Arthur Lira no plenário da Câmara
Maryanna Oliveira/Câmara dos Deputados
Arthur Lira é um dos cotados para assumir a Presidência da Câmara

O Tribunal de Justiça de Alagoas absolveu o deputado federal Arthur Lira (Progressistas-AL) das acusações de que ele seria o comandante de um esquema de rachadinhas quando ele ainda era deputado estadual na Assembleia Legislativa do estado, entre os anos de 2001 e 2007. A sentença foi proferida no final da tarde desta quinta-feira (3) pelo juiz Carlos Henrique Pita Duarte. As informações são da CNN Brasil .

Nas investigações, Lira respondia por peculato, que é o desvio de dinheiro público. Além dessa absolvição, Duarte ainda decretou a nulidade de todas as provas que deram base à denúncia. Segundo o magistrado, houve coleta de evidências em instância incompetente e "violação de direitos e inobservância de regras legais e constitucionais".

A decisão que absolve Lira e anula as provas colhidas até agora foi dada no momento em que o deputado entrou no foco do noticiário. Na quarta-feira (2), o jornal O Estado de São Paulo divulgou trechos da denúncia invalidada, atribuindo ao parlamentar desvios na ordem de R$ 1,3 milhão .

As acusações levaram à deflagração, em 2007, da Operação Taturama, que atingiu uma série de políticos em Alagoas. A denúncia contra Lira pedia sua condenação por peculato, a proibição do exercício de função pública e ainda pagamento de indenização por dano moral coletivo.
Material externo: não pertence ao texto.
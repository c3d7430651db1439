//! Search execution.

use std::sync::Arc;

use tracing::debug;
use url::Url;

use crate::highlight::Highlighter;
use crate::transport::{HttpTransport, Transport};
use crate::{
    ClientConfig, RequestDocument, ResponseParser, Result, SearchError, SearchParameters,
    SearchResponse,
};

/// Client for the XML search service.
///
/// Holds immutable settings only; each [`search`](Self::search) call builds
/// its own request document and returns its own response.
pub struct SearchClient {
    config: ClientConfig,
    transport: Arc<dyn Transport>,
    parser: ResponseParser,
}

impl SearchClient {
    /// Creates a client that talks HTTP to `config.base_url`.
    pub fn new(config: ClientConfig) -> Self {
        let transport = HttpTransport::new(&config);
        Self::with_transport(config, transport)
    }

    /// Creates a client with a custom transport.
    pub fn with_transport<T: Transport + 'static>(config: ClientConfig, transport: T) -> Self {
        Self {
            config,
            transport: Arc::new(transport),
            parser: ResponseParser::new(),
        }
    }

    /// Replaces the highlight transform applied to titles and snippets.
    pub fn with_highlighter(mut self, highlighter: Highlighter) -> Self {
        self.parser = ResponseParser::with_highlighter(highlighter);
        self
    }

    /// Returns the client configuration.
    pub fn config(&self) -> &ClientConfig {
        &self.config
    }

    /// Builds the request URL: base URL plus credentials and region/locale/filter.
    pub fn request_url(&self, params: &SearchParameters) -> Result<Url> {
        let mut url = Url::parse(&self.config.base_url)?;
        {
            let mut pairs = url.query_pairs_mut();
            pairs
                .append_pair("user", &self.config.user)
                .append_pair("key", &self.config.key);
            if let Some(region) = params.region() {
                pairs.append_pair("lr", &region.to_string());
            }
            if let Some(locale) = params.locale() {
                pairs.append_pair("l10n", locale.as_str());
            }
            if let Some(filter) = params.filter() {
                pairs.append_pair("filter", filter.as_str());
            }
        }
        Ok(url)
    }

    /// Executes one search.
    ///
    /// Fails with [`SearchError::EmptyQuery`] before any network traffic when
    /// both the query text and the host filter are empty.
    pub async fn search(&self, params: &SearchParameters) -> Result<SearchResponse> {
        if params.query().is_empty() && params.hosts().is_empty() {
            return Err(SearchError::EmptyQuery);
        }

        let document = RequestDocument::build(params);
        let body = document.to_xml()?;
        let url = self.request_url(params)?;

        debug!(
            "Searching '{}' page {} on {}",
            document.query(),
            params.page(),
            self.config.base_url
        );

        let raw = self
            .transport
            .post_xml(url.as_str(), body, params.proxy())
            .await?;
        debug!("Received {} bytes", raw.len());

        let response = self.parser.parse(&raw, params.page(), params.limit())?;
        debug!(
            "Parsed {} results of {} total",
            response.items().len(),
            response.total()
        );
        Ok(response)
    }
}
Lira é pré-candidato à Presidência da Câmara e é hoje o principal adversário de Rodrigo Maia, atual comandante da Casa. As acusações de que ele chefiou um esquema de desvios na Assembleia Legislativa o assombraram por anos e chegaram a ser enviadas ao Supremo Tribunal Federal (STF), onde ficaram paralisadas sob relatoria da ministra Rosa Weber.